Upon arriving at her 70th birthday dinner this past weekend, my Mom ordered a Ketel One on the rocks from the waitress who smiled at her and then turned to me:“I’ll have what she’s having.”
If only I could stomach the vodka, I’d do the same. At 70 years old, my Mom looks better than most women half her age.
It has been said that 70 is the new 60… or 50 … or (in Mom’s case) 40. In most instances this reality bodes well for the rest of us further back on life’s path. Our once guaranteed destiny as the white-haired, incontinent, liver-spotted old granny who is hard of hearing, slow on the uptake, and clad in a flowery housedress is no longer a “fait accompli.” In fact, these creatures are a dying breed. (Bad pun, I admit.) Today’s 70 year olds (if my parents and my in-laws are any example) can outsmart AND outrun their own children. In so many ways, this is a wonderful thing BUT… it also raises the bar considerably as our role models are actually living life at a level that doesn’t come easy.

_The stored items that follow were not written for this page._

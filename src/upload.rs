//! Chunked upload reassembly.
//!
//! Clients deliver large media files as out-of-order binary chunks, each
//! tagged with a zero-based index and the declared total. A session
//! accumulates the chunks into index-ordered slots and hands back the
//! assembled buffer exactly once, on whichever submission fills the last
//! slot. Ordering is solely by chunk index; the byte offset that rides
//! along in the metadata is advisory and only logged.

use std::collections::HashMap;
use std::sync::{Arc, Mutex, RwLock};
use std::time::{Duration, Instant};

use bytes::Bytes;
use log::{debug, info, warn};
use serde::{Deserialize, Serialize};

use crate::error::ServiceError;

/// Largest chunk count a session may declare. The slot vector is allocated
/// up front, so the declaration must be bounded before any session state
/// exists.
pub const MAX_TOTAL_CHUNKS: u32 = 8_192;

/// Metadata accompanying every uploaded chunk.
#[derive(Debug, Clone, Serialize, Deserialize)]
#[serde(rename_all = "camelCase")]
pub struct ChunkMeta {
    pub chunk_index: u32,
    pub total_chunks: u32,
    /// Advisory only; never used for ordering or completion.
    pub chunk_offset: u64,
    pub chunk_size: u64,
    pub mime_type: String,
}

/// Result of submitting one chunk.
#[derive(Debug)]
pub enum SubmitOutcome {
    /// More chunks are still outstanding.
    Pending { received: u32, total: u32 },
    /// This submission filled the last slot; the buffer is the
    /// concatenation of all chunks in index order.
    Completed(Vec<u8>),
}

#[derive(Debug, Clone, Copy, PartialEq, Eq)]
enum Phase {
    Filling,
    Complete,
    Expired,
}

/// One in-flight chunked upload.
struct UploadSession {
    slots: Vec<Option<Bytes>>,
    received: u32,
    total: u32,
    phase: Phase,
    last_activity: Instant,
}

impl UploadSession {
    fn new(total_chunks: u32) -> Self {
        Self {
            slots: vec![None; total_chunks as usize],
            received: 0,
            total: total_chunks,
            phase: Phase::Filling,
            last_activity: Instant::now(),
        }
    }

    fn assemble(&mut self) -> Vec<u8> {
        let size: usize = self.slots.iter().flatten().map(|b| b.len()).sum();
        let mut out = Vec::with_capacity(size);
        for slot in self.slots.iter_mut() {
            if let Some(chunk) = slot.take() {
                out.extend_from_slice(&chunk);
            }
        }
        self.slots = Vec::new();
        out
    }
}

/// Registry of upload sessions, keyed by session id.
///
/// Sessions are created on the first chunk for an id and retired by
/// [`UploadRegistry::evict_idle`] or an explicit [`UploadRegistry::remove`].
/// Completed and expired sessions leave a slot-free tombstone behind so
/// that a late retry gets a precise error instead of silently opening a
/// fresh session.
pub struct UploadRegistry {
    sessions: RwLock<HashMap<String, Arc<Mutex<UploadSession>>>>,
}

impl UploadRegistry {
    pub fn new() -> Self {
        Self {
            sessions: RwLock::new(HashMap::new()),
        }
    }

    /// Submit one chunk for a session.
    ///
    /// Chunks may arrive in any order and from concurrent tasks.
    /// Re-submitting an index overwrites that slot without double-counting,
    /// so idempotent retries are safe. The completion check runs under the
    /// session's mutex, so exactly one submission observes completion.
    pub fn submit_chunk(
        &self,
        session_id: &str,
        meta: &ChunkMeta,
        payload: Bytes,
    ) -> Result<SubmitOutcome, ServiceError> {
        if meta.total_chunks == 0 || meta.chunk_index >= meta.total_chunks {
            return Err(ServiceError::InvalidChunkIndex {
                index: meta.chunk_index,
                total: meta.total_chunks,
            });
        }
        if meta.total_chunks > MAX_TOTAL_CHUNKS {
            return Err(ServiceError::TooManyChunks {
                total: meta.total_chunks,
                max: MAX_TOTAL_CHUNKS,
            });
        }

        let session = {
            let sessions = self.sessions.read().unwrap();
            sessions.get(session_id).cloned()
        };
        let session = match session {
            Some(session) => session,
            None => {
                let mut sessions = self.sessions.write().unwrap();
                sessions
                    .entry(session_id.to_string())
                    .or_insert_with(|| {
                        info!(
                            "Opening upload session {} ({} chunks)",
                            session_id, meta.total_chunks
                        );
                        Arc::new(Mutex::new(UploadSession::new(meta.total_chunks)))
                    })
                    .clone()
            }
        };

        let mut session = session.lock().unwrap();
        match session.phase {
            Phase::Complete => return Err(ServiceError::SessionAlreadyComplete(session_id.to_string())),
            Phase::Expired => return Err(ServiceError::SessionExpired(session_id.to_string())),
            Phase::Filling => {}
        }
        session.last_activity = Instant::now();

        // The first chunk fixed the slot count; later chunks must agree.
        if meta.chunk_index >= session.total {
            return Err(ServiceError::InvalidChunkIndex {
                index: meta.chunk_index,
                total: session.total,
            });
        }
        if meta.total_chunks != session.total {
            warn!(
                "Session {}: chunk declared {} total chunks, session has {}",
                session_id, meta.total_chunks, session.total
            );
        }

        let index = meta.chunk_index as usize;
        if session.slots[index].is_none() {
            session.received += 1;
        } else {
            debug!(
                "Session {}: overwriting chunk {} on resubmission",
                session_id, meta.chunk_index
            );
        }
        debug!(
            "Session {}: chunk {}/{} ({} bytes, advisory offset {})",
            session_id,
            meta.chunk_index + 1,
            session.total,
            payload.len(),
            meta.chunk_offset
        );
        session.slots[index] = Some(payload);

        if session.received == session.total {
            let assembled = session.assemble();
            session.phase = Phase::Complete;
            info!(
                "Upload session {} complete: {} chunks, {:.2} MB",
                session_id,
                session.total,
                assembled.len() as f64 / (1024.0 * 1024.0)
            );
            Ok(SubmitOutcome::Completed(assembled))
        } else {
            Ok(SubmitOutcome::Pending {
                received: session.received,
                total: session.total,
            })
        }
    }

    /// Drop a session outright (e.g. the owning connection closed).
    pub fn remove(&self, session_id: &str) {
        let mut sessions = self.sessions.write().unwrap();
        if sessions.remove(session_id).is_some() {
            debug!("Removed upload session {}", session_id);
        }
    }

    /// Expire sessions idle past `max_idle` and drop tombstones idle past
    /// `grace`. Returns the number of sessions expired by this pass.
    pub fn evict_idle(&self, max_idle: Duration, grace: Duration) -> usize {
        let mut expired = 0;
        let mut drop_keys = Vec::new();
        {
            let sessions = self.sessions.read().unwrap();
            for (id, session) in sessions.iter() {
                let mut session = session.lock().unwrap();
                let idle = session.last_activity.elapsed();
                match session.phase {
                    Phase::Filling if idle > max_idle => {
                        warn!(
                            "Expiring upload session {} after {:?} idle ({}/{} chunks)",
                            id, idle, session.received, session.total
                        );
                        session.phase = Phase::Expired;
                        session.slots = Vec::new();
                        expired += 1;
                    }
                    Phase::Complete | Phase::Expired if idle > grace => {
                        drop_keys.push(id.clone());
                    }
                    _ => {}
                }
            }
        }
        if !drop_keys.is_empty() {
            let mut sessions = self.sessions.write().unwrap();
            for key in drop_keys {
                sessions.remove(&key);
            }
        }
        expired
    }

    /// Number of sessions currently tracked, tombstones included.
    pub fn session_count(&self) -> usize {
        self.sessions.read().unwrap().len()
    }
}

impl Default for UploadRegistry {
    fn default() -> Self {
        Self::new()
    }
}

Indeed, when I turn seventy, I want to look and feel just like my mother and mother-in-law. But I’m now wondering how much work it will take to get there.
These women – these crazy 70 year old super chicks – work out almost every day. They are at peace with their lives and choices they have made. They appear to harbor few grudges and no regrets. They make themselves completely available when you need them. Their hair always looks good, their nails never break, and their makeup is perfectly applied. They tolerate love our kids and love tolerate our dogs. They are very, very busy doing things they really like to do. They surf the Internet, but are far too classy for Facebook. They smell good – all the time.

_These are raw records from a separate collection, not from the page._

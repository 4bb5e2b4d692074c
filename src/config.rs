//! Runtime configuration.
//!
//! Provider credentials and endpoints come from the environment. Operational
//! limits are compile-time defaults; only the session idle timeout is
//! overridable from the CLI.

use std::time::Duration;

use anyhow::{Context, Result};

/// Largest WebSocket message the server accepts. Uploads are chunked well
/// below this; anything bigger is a misbehaving client.
pub const MAX_MESSAGE_BYTES: usize = 50 * 1024 * 1024;

/// Default idle timeout for upload sessions and tracked jobs.
pub const DEFAULT_SESSION_IDLE: Duration = Duration::from_secs(15 * 60);

/// How long completed/expired upload tombstones linger so late retries get
/// a precise error.
pub const TOMBSTONE_GRACE: Duration = Duration::from_secs(5 * 60);

/// Interval of the background eviction sweep.
pub const SWEEP_INTERVAL: Duration = Duration::from_secs(60);

#[derive(Clone)]
pub struct Config {
    pub transcription_api_key: String,
    pub translation_api_key: String,
    pub transcription_base_url: Option<String>,
    pub translation_base_url: Option<String>,
    pub translation_model: Option<String>,
    /// Source language submitted with every transcription job.
    pub language_code: String,
    pub max_message_bytes: usize,
    pub session_idle: Duration,
    pub tombstone_grace: Duration,
    pub sweep_interval: Duration,
}

impl Config {
    /// Build a config from the process environment.
    ///
    /// `ASSEMBLYAI_API_KEY` and `OPENAI_API_KEY` are required; base URLs,
    /// model, and language code are optional overrides.
    pub fn from_env() -> Result<Self> {
        Ok(Self {
            transcription_api_key: std::env::var("ASSEMBLYAI_API_KEY")
                .context("ASSEMBLYAI_API_KEY is not set")?,
            translation_api_key: std::env::var("OPENAI_API_KEY")
                .context("OPENAI_API_KEY is not set")?,
            transcription_base_url: std::env::var("ASSEMBLYAI_BASE_URL").ok(),
            translation_base_url: std::env::var("OPENAI_BASE_URL").ok(),
            translation_model: std::env::var("TRANSLATION_MODEL").ok(),
            language_code: std::env::var("LANGUAGE_CODE").unwrap_or_else(|_| "hi".to_string()),
            max_message_bytes: MAX_MESSAGE_BYTES,
            session_idle: DEFAULT_SESSION_IDLE,
            tombstone_grace: TOMBSTONE_GRACE,
            sweep_interval: SWEEP_INTERVAL,
        })
    }
}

At age 42, I am incapable of all of these things on a regular basis. I am reasonably certain that my mother can outpace me on the treadmill, finish a crossword puzzle faster, and hold her liquor far better. Does that make 40 the new 70? Do we really improve with age? Because I have a LONG way to go to achieve the level of beauty and grace that is displayed every day by these women. I’m hoping that in 30 years, 80 will be the new 40 because frankly I’m going to need the extra decade to pull my shit together.
At Mom’s birthday celebration, the tables were arranged like a donut with a big hole in the center. Early in the evening, we began encouraging the grandkids to crawl under the table and pop up in front of Mom to wish her a happy birthday. One by one, they got down on their hands and knees and did the deed to a round of applause. After the fourth fifth tenth time, the “trick” lost its luster and we stopped clapping.
Until my Mom did it.
I have 9,827 training days left until my 70th birthday. I better get cracking.